From CNN’s
Money.Com:
Boomerang kids: 85% of college grads move home
By Jessica Dickler, staff writer
October 14, 2010
NEW YORK (CNNMoney.com) — Getting a degree used to be a stepping stone to limitless career opportunities. Now it’s more of a hiatus from living under your parents’ roof.
Stubbornly high unemployment — nearly 15% for those ages 20-24 — has made finding a job nearly impossible. And without a job, there’s nowhere for these young adults to go but back to their old bedrooms, curfews and chore charts. Meet the boomerangers.
"This recession has hit young adults particularly hard," according to Rich Morin, senior editor at the Pew Research Center in DC.
So hard that a whopping 85% of college seniors planned to move back home with their parents after graduation last May, according to a poll by Twentysomething Inc., a marketing and research firm based in Philadelphia. That rate has steadily risen from 67% in 2006.

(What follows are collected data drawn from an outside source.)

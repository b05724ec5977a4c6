//! Dot relaxation: random initial layout, repulsion passes, band and canvas constraints.
#[cfg(feature = "serde")]
use serde::{Deserialize, Serialize};

pub mod band;
pub mod dot;
pub mod engine;

pub use band::{clamp_to_canvas, ForbiddenBand};
pub use dot::{scatter_dots, Dot, RADIUS_JITTER_MAX, RADIUS_JITTER_MIN};
pub use engine::{RelaxationEngine, RelaxationSummary, StepStats};

/// How positions are updated within one relaxation pass.
#[derive(Clone, Copy, Debug, Default, PartialEq, Eq)]
#[cfg_attr(feature = "serde", derive(Serialize, Deserialize))]
pub enum UpdateOrder {
    /// Dots move in place in index order; later dots see earlier dots' new positions.
    #[default]
    Sequential,
    /// All displacements are computed from the positions at the start of the pass.
    Synchronous,
}

/// Handling of two dots at exactly the same position.
#[derive(Clone, Copy, Debug, Default, PartialEq, Eq)]
#[cfg_attr(feature = "serde", derive(Serialize, Deserialize))]
pub enum CoincidencePolicy {
    /// Push the pair apart along a fixed per-pair direction.
    #[default]
    Escape,
    /// Abort the pass with [`crate::error::Error::DegenerateGeometry`].
    Fail,
}
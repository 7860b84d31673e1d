//! Core types for the task board service.

use chrono::{DateTime, Utc};
use serde::{Deserialize, Serialize};

/// Lifecycle status of a task.
#[derive(Debug, Clone, Copy, PartialEq, Eq, Default, Serialize, Deserialize)]
#[serde(rename_all = "kebab-case")]
pub enum TaskStatus {
    #[default]
    Pending,
    InProgress,
    Completed,
}

impl TaskStatus {
    pub fn as_str(&self) -> &'static str {
        match self {
            TaskStatus::Pending => "pending",
            TaskStatus::InProgress => "in-progress",
            TaskStatus::Completed => "completed",
        }
    }
}

/// A task record owned by the store.
#[derive(Debug, Clone, PartialEq, Serialize, Deserialize)]
#[serde(rename_all = "camelCase")]
pub struct Task {
    pub id: u64,
    pub title: String,
    pub description: String,
    pub status: TaskStatus,
    pub created_at: DateTime<Utc>,
    /// Absent until the first successful update.
    #[serde(skip_serializing_if = "Option::is_none")]
    pub updated_at: Option<DateTime<Utc>>,
}

/// Input for creating a task.
///
/// `title` is optional at the decode layer so a missing title surfaces as a
/// validation error rather than a body-decode failure.
#[derive(Debug, Clone, Default, Deserialize)]
pub struct CreateTaskInput {
    pub title: Option<String>,
    pub description: Option<String>,
}

/// Partial update for a task. Omitted fields are left untouched; an explicit
/// empty `description` is a valid overwrite.
#[derive(Debug, Clone, Default, Deserialize)]
pub struct UpdateTaskFields {
    pub title: Option<String>,
    pub description: Option<String>,
    pub status: Option<TaskStatus>,
}

#[cfg(test)]
mod tests {
    use super::*;

    #[test]
    fn status_serializes_kebab_case() {
        assert_eq!(
            serde_json::to_string(&TaskStatus::InProgress).unwrap(),
            "\"in-progress\""
        );
        assert_eq!(
            serde_json::from_str::<TaskStatus>("\"completed\"").unwrap(),
            TaskStatus::Completed
        );
    }

    #[test]
    fn task_omits_updated_at_until_first_update() {
        let task = Task {
            id: 1,
            title: "T".to_string(),
            description: String::new(),
            status: TaskStatus::Pending,
            created_at: Utc::now(),
            updated_at: None,
        };
        let json = serde_json::to_value(&task).unwrap();
        assert!(json.get("updatedAt").is_none());
        assert!(json.get("createdAt").is_some());
    }
}
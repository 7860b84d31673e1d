//! Configuration loading and management.
//!
//! Layered lowest to highest: built-in defaults, optional YAML file,
//! environment variables. CLI flags are applied on top by `main`.

use anyhow::{Context, Result};
use serde::{Deserialize, Serialize};
use std::path::Path;
use tracing::warn;

/// Default port for the HTTP server.
pub const DEFAULT_PORT: u16 = 5000;

/// Server configuration.
#[derive(Debug, Clone, Serialize, Deserialize)]
pub struct ServerConfig {
    /// Port the HTTP server listens on.
    #[serde(default = "default_port")]
    pub port: u16,

    /// Environment name echoed by the health endpoint.
    #[serde(default = "default_environment")]
    pub environment: String,
}

impl Default for ServerConfig {
    fn default() -> Self {
        Self {
            port: default_port(),
            environment: default_environment(),
        }
    }
}

fn default_port() -> u16 {
    DEFAULT_PORT
}

fn default_environment() -> String {
    "development".to_string()
}

impl ServerConfig {
    /// Load configuration from an optional YAML file, then apply environment
    /// variable overrides (`PORT`, `APP_ENV`).
    pub fn load(path: Option<&Path>) -> Result<Self> {
        let mut config = match path {
            Some(path) => {
                let text = std::fs::read_to_string(path)
                    .with_context(|| format!("Failed to read config file {}", path.display()))?;
                serde_yaml::from_str(&text)
                    .with_context(|| format!("Failed to parse config file {}", path.display()))?
            }
            None => Self::default(),
        };
        config.apply_env();
        Ok(config)
    }

    fn apply_env(&mut self) {
        if let Ok(port) = std::env::var("PORT") {
            match port.parse() {
                Ok(port) => self.port = port,
                Err(_) => warn!("Ignoring non-numeric PORT value '{}'", port),
            }
        }
        if let Ok(environment) = std::env::var("APP_ENV")
            && !environment.is_empty()
        {
            self.environment = environment;
        }
    }
}

#[cfg(test)]
mod tests {
    use super::*;

    #[test]
    fn defaults() {
        let config = ServerConfig::default();
        assert_eq!(config.port, DEFAULT_PORT);
        assert_eq!(config.environment, "development");
    }

    #[test]
    fn partial_yaml_falls_back_to_defaults() {
        let config: ServerConfig = serde_yaml::from_str("port: 9000\n").unwrap();
        assert_eq!(config.port, 9000);
        assert_eq!(config.environment, "development");
    }

    #[test]
    fn full_yaml_roundtrip() {
        let config: ServerConfig =
            serde_yaml::from_str("port: 3000\nenvironment: production\n").unwrap();
        assert_eq!(config.port, 3000);
        assert_eq!(config.environment, "production");
    }
}
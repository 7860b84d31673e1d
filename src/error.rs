//! Structured error types for store operations and their HTTP mapping.

use axum::Json;
use axum::http::StatusCode;
use axum::response::{IntoResponse, Response};
use serde::Serialize;
use thiserror::Error;

/// Errors surfaced by the task store.
#[derive(Debug, Clone, Error, PartialEq, Eq)]
pub enum StoreError {
    /// Caller-supplied data failed a precondition. Maps to HTTP 400.
    #[error("{0}")]
    Validation(String),

    /// Referenced identifier does not exist. Maps to HTTP 404.
    #[error("{0}")]
    NotFound(String),
}

impl StoreError {
    // Convenience constructors

    pub fn validation(message: impl Into<String>) -> Self {
        StoreError::Validation(message.into())
    }

    pub fn task_not_found() -> Self {
        StoreError::NotFound("Task not found".to_string())
    }

    pub fn status_code(&self) -> StatusCode {
        match self {
            StoreError::Validation(_) => StatusCode::BAD_REQUEST,
            StoreError::NotFound(_) => StatusCode::NOT_FOUND,
        }
    }
}

/// Failure envelope: `{ "success": false, "message": "..." }`.
#[derive(Debug, Serialize)]
struct ErrorBody {
    success: bool,
    message: String,
}

impl IntoResponse for StoreError {
    fn into_response(self) -> Response {
        let body = ErrorBody {
            success: false,
            message: self.to_string(),
        };
        (self.status_code(), Json(body)).into_response()
    }
}

/// Result type for store operations.
pub type StoreResult<T> = std::result::Result<T, StoreError>;
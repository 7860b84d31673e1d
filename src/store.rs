//! In-memory task store.
//!
//! Holds the ordered task list and the next-identifier counter. All mutation
//! goes through the HTTP handlers in `server`, serialized by the mutex that
//! wraps the store in `AppState`.

use chrono::{DateTime, Utc};
use std::sync::Arc;

use crate::error::{StoreError, StoreResult};
use crate::types::{CreateTaskInput, Task, TaskStatus, UpdateTaskFields};

/// Source of timestamps for created/updated stamps.
///
/// Injectable so tests can control creation/update ordering deterministically.
pub trait Clock: Send + Sync {
    fn now(&self) -> DateTime<Utc>;
}

/// Wall-clock time.
#[derive(Debug, Default)]
pub struct SystemClock;

impl Clock for SystemClock {
    fn now(&self) -> DateTime<Utc> {
        Utc::now()
    }
}

/// Ordered collection of tasks with monotonically increasing ids.
///
/// Identifiers are never reused, even after deletion.
pub struct TaskStore {
    tasks: Vec<Task>,
    next_id: u64,
    clock: Arc<dyn Clock>,
}

impl TaskStore {
    /// Create an empty store backed by the system clock.
    pub fn new() -> Self {
        Self::with_clock(Arc::new(SystemClock))
    }

    /// Create an empty store with an explicit clock (for testing).
    pub fn with_clock(clock: Arc<dyn Clock>) -> Self {
        Self {
            tasks: Vec::new(),
            next_id: 1,
            clock,
        }
    }

    /// All tasks in insertion order.
    pub fn list(&self) -> &[Task] {
        &self.tasks
    }

    /// Look up a task by id.
    pub fn get(&self, id: u64) -> StoreResult<&Task> {
        self.tasks
            .iter()
            .find(|t| t.id == id)
            .ok_or_else(StoreError::task_not_found)
    }

    /// Create a task. Fails when `title` is missing or empty.
    pub fn create(&mut self, input: CreateTaskInput) -> StoreResult<Task> {
        let title = input
            .title
            .as_deref()
            .map(str::trim)
            .unwrap_or_default()
            .to_string();
        if title.is_empty() {
            return Err(StoreError::validation("Title is required"));
        }

        let task = Task {
            id: self.next_id,
            title,
            description: input.description.unwrap_or_default(),
            status: TaskStatus::Pending,
            created_at: self.clock.now(),
            updated_at: None,
        };
        self.next_id += 1;
        self.tasks.push(task.clone());
        Ok(task)
    }

    /// Partially update a task: only supplied fields are replaced.
    ///
    /// An explicit empty `description` overwrites; an empty `title` is
    /// treated as "no change" to keep the non-empty title invariant.
    pub fn update(&mut self, id: u64, fields: UpdateTaskFields) -> StoreResult<Task> {
        let task = self
            .tasks
            .iter_mut()
            .find(|t| t.id == id)
            .ok_or_else(StoreError::task_not_found)?;

        if let Some(title) = fields.title
            && !title.trim().is_empty()
        {
            task.title = title;
        }
        if let Some(description) = fields.description {
            task.description = description;
        }
        if let Some(status) = fields.status {
            task.status = status;
        }
        task.updated_at = Some(self.clock.now());

        Ok(task.clone())
    }

    /// Remove a task and return it. The id is never reallocated.
    pub fn delete(&mut self, id: u64) -> StoreResult<Task> {
        let index = self
            .tasks
            .iter()
            .position(|t| t.id == id)
            .ok_or_else(StoreError::task_not_found)?;
        Ok(self.tasks.remove(index))
    }

    /// Preload the two sample tasks shipped with the upstream demo.
    pub fn seed_demo(&mut self) {
        let _ = self.create(CreateTaskInput {
            title: Some("Setup DevOps Pipeline".to_string()),
            description: Some("Create CI/CD pipeline with GitHub Actions".to_string()),
        });
        let _ = self.create(CreateTaskInput {
            title: Some("Deploy to Production".to_string()),
            description: Some("Deploy application to production environment".to_string()),
        });
        // First sample task starts in progress, without an update stamp.
        if let Some(first) = self.tasks.first_mut() {
            first.status = TaskStatus::InProgress;
        }
    }
}

impl Default for TaskStore {
    fn default() -> Self {
        Self::new()
    }
}
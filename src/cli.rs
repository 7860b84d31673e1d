//! CLI definitions for the task board server.
//!
//! Defined with clap's derive macros; the binary has a single "serve" role,
//! so there are no subcommands.

use clap::Parser;
use std::path::PathBuf;

/// Task board HTTP server
#[derive(Parser, Debug)]
#[command(author, version, about, long_about = None)]
pub struct Cli {
    /// Path to YAML configuration file
    #[arg(short, long)]
    pub config: Option<PathBuf>,

    /// Port to listen on (overrides config file and PORT)
    #[arg(short, long)]
    pub port: Option<u16>,

    /// Environment name reported by the health endpoint (overrides APP_ENV)
    #[arg(long)]
    pub env: Option<String>,

    /// Preload the sample tasks at startup
    #[arg(long)]
    pub seed: bool,

    /// Enable verbose logging
    #[arg(short, long)]
    pub verbose: bool,

    /// Logging output: 0/off, 1/stdout, 2/stderr (default), or filename
    #[arg(short, long, default_value = "2")]
    pub log: String,
}

#[cfg(test)]
mod tests {
    use super::*;

    #[test]
    fn parses_overrides() {
        let cli = Cli::parse_from(["task-board", "--port", "8080", "--env", "staging", "--seed"]);
        assert_eq!(cli.port, Some(8080));
        assert_eq!(cli.env.as_deref(), Some("staging"));
        assert!(cli.seed);
        assert_eq!(cli.log, "2");
    }
}
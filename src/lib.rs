//! Task Board Service Library
//!
//! This module exports the core components for testing and integration.

pub mod cli;
pub mod config;
pub mod error;
pub mod server;
pub mod store;
pub mod types;
//! Outbound request to the completion endpoint.

use serde::{Deserialize, Serialize};

use super::entities::{ChatMessage, ContentPart, MessageContent, Role};
use crate::media::image::ImageAttachment;

/// Body of a completion request: the ordered message history.
///
/// ```
/// use xylos_domain::chat::entities::ChatMessage;
/// use xylos_domain::chat::request::CompletionRequest;
///
/// let history = vec![ChatMessage::user("hi")];
/// let request = CompletionRequest::from_history(&history, None);
/// assert_eq!(
///     serde_json::to_string(&request).unwrap(),
///     r#"{"messages":[{"role":"user","content":"hi"}]}"#
/// );
/// ```
#[derive(Debug, Clone, PartialEq, Eq, Serialize, Deserialize)]
pub struct CompletionRequest {
    pub messages: Vec<ChatMessage>,
}

impl CompletionRequest {
    /// Build a request from the transcript, whose last entry is the new user
    /// message.
    ///
    /// With an attachment, that last user message is sent as
    /// `[text, image_url]` parts; earlier messages keep their content.
    pub fn from_history(history: &[ChatMessage], attachment: Option<&ImageAttachment>) -> Self {
        let mut messages = history.to_vec();

        if let Some(image) = attachment
            && let Some(last) = messages.last_mut()
            && last.role == Role::User
        {
            let text = last.content.as_text();
            last.content = MessageContent::Parts(vec![
                ContentPart::text(text),
                ContentPart::image_url(image.data_url()),
            ]);
        }

        Self { messages }
    }

    pub fn len(&self) -> usize {
        self.messages.len()
    }

    pub fn is_empty(&self) -> bool {
        self.messages.is_empty()
    }
}
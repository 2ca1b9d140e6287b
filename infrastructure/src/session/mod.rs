//! Local session persistence.

mod file_store;

pub use file_store::FileSessionStore;
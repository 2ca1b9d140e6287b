//! Slash commands understood by the chat REPL

use std::path::PathBuf;
use xylos_domain::{ConversationId, ConversationMode};

#[derive(Debug, Clone, PartialEq, Eq)]
pub enum SlashCommand {
    New(Option<ConversationMode>),
    History,
    Open(ConversationId),
    Delete(ConversationId),
    Image(PathBuf),
    Mic,
    Generate(String),
    Help,
    Quit,
}

impl SlashCommand {
    /// Parse a line starting with `/`. The error is shown to the user.
    pub fn parse(line: &str) -> Result<Self, String> {
        let line = line.trim();
        let (name, arg) = match line.split_once(char::is_whitespace) {
            Some((name, arg)) => (name, arg.trim()),
            None => (line, ""),
        };

        match name {
            "/quit" | "/exit" | "/q" => Ok(SlashCommand::Quit),
            "/help" | "/h" | "/?" => Ok(SlashCommand::Help),
            "/history" => Ok(SlashCommand::History),
            "/mic" => Ok(SlashCommand::Mic),
            "/new" if arg.is_empty() => Ok(SlashCommand::New(None)),
            "/new" => arg
                .parse()
                .map(|mode| SlashCommand::New(Some(mode)))
                .map_err(|e: xylos_domain::DomainError| e.to_string()),
            "/open" => required(name, arg, "<id>").map(|id| SlashCommand::Open(id.into())),
            "/delete" => required(name, arg, "<id>").map(|id| SlashCommand::Delete(id.into())),
            "/image" => required(name, arg, "<path>").map(|p| SlashCommand::Image(PathBuf::from(p))),
            "/generate" => {
                required(name, arg, "<prompt>").map(|p| SlashCommand::Generate(p.to_string()))
            }
            _ => Err(format!(
                "Unknown command: {}\nType /help for available commands",
                name
            )),
        }
    }
}

fn required<'a>(name: &str, arg: &'a str, usage: &str) -> Result<&'a str, String> {
    if arg.is_empty() {
        Err(format!("Usage: {} {}", name, usage))
    } else {
        Ok(arg)
    }
}
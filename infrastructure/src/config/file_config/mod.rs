//! Raw TOML configuration data types
//!
//! These structs represent the exact structure of the TOML config file.
//! They are deserialized directly and use domain types where appropriate.

mod backend;
mod chat;
mod logging;
mod output;
mod speech;

pub use backend::FileBackendConfig;
pub use chat::FileChatConfig;
pub use logging::{FileLoggingConfig, expand_home};
pub use output::FileOutputConfig;
pub use speech::FileSpeechConfig;

use serde::{Deserialize, Serialize};
use xylos_domain::ConfigIssue;

/// Complete file configuration (raw TOML structure)
#[derive(Debug, Clone, Default, PartialEq, Eq, Serialize, Deserialize)]
#[serde(default)]
pub struct FileConfig {
    /// Hosted backend endpoint and key
    pub backend: FileBackendConfig,
    /// Chat behaviour
    pub chat: FileChatConfig,
    /// Output settings
    pub output: FileOutputConfig,
    /// Speech-to-text command
    pub speech: FileSpeechConfig,
    /// Transcript and diagnostic log locations
    pub logging: FileLoggingConfig,
}

impl FileConfig {
    /// Validate the entire configuration, returning all detected issues.
    ///
    /// With `offline` set the backend is not contacted, so a missing
    /// `backend.url` is only a warning.
    pub fn validate(&self, offline: bool) -> Vec<ConfigIssue> {
        let mut issues = Vec::new();
        issues.extend(self.backend.validate(offline));
        issues.extend(self.chat.parse_mode().1);
        issues
    }
}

"It’s peaking at levels we have not seen before," said David Morrison, managing director and founder of Twentysomething.
Mallory Jaroski, 22 graduated from Penn State University in May but has been living at home with her mother while looking for a job in press relations. "It’s not bad living with my mom, but I feel like a little kid. I have a little bed, a little room," she says…
They voted for Mr. Obama.
Now they have to lie in it.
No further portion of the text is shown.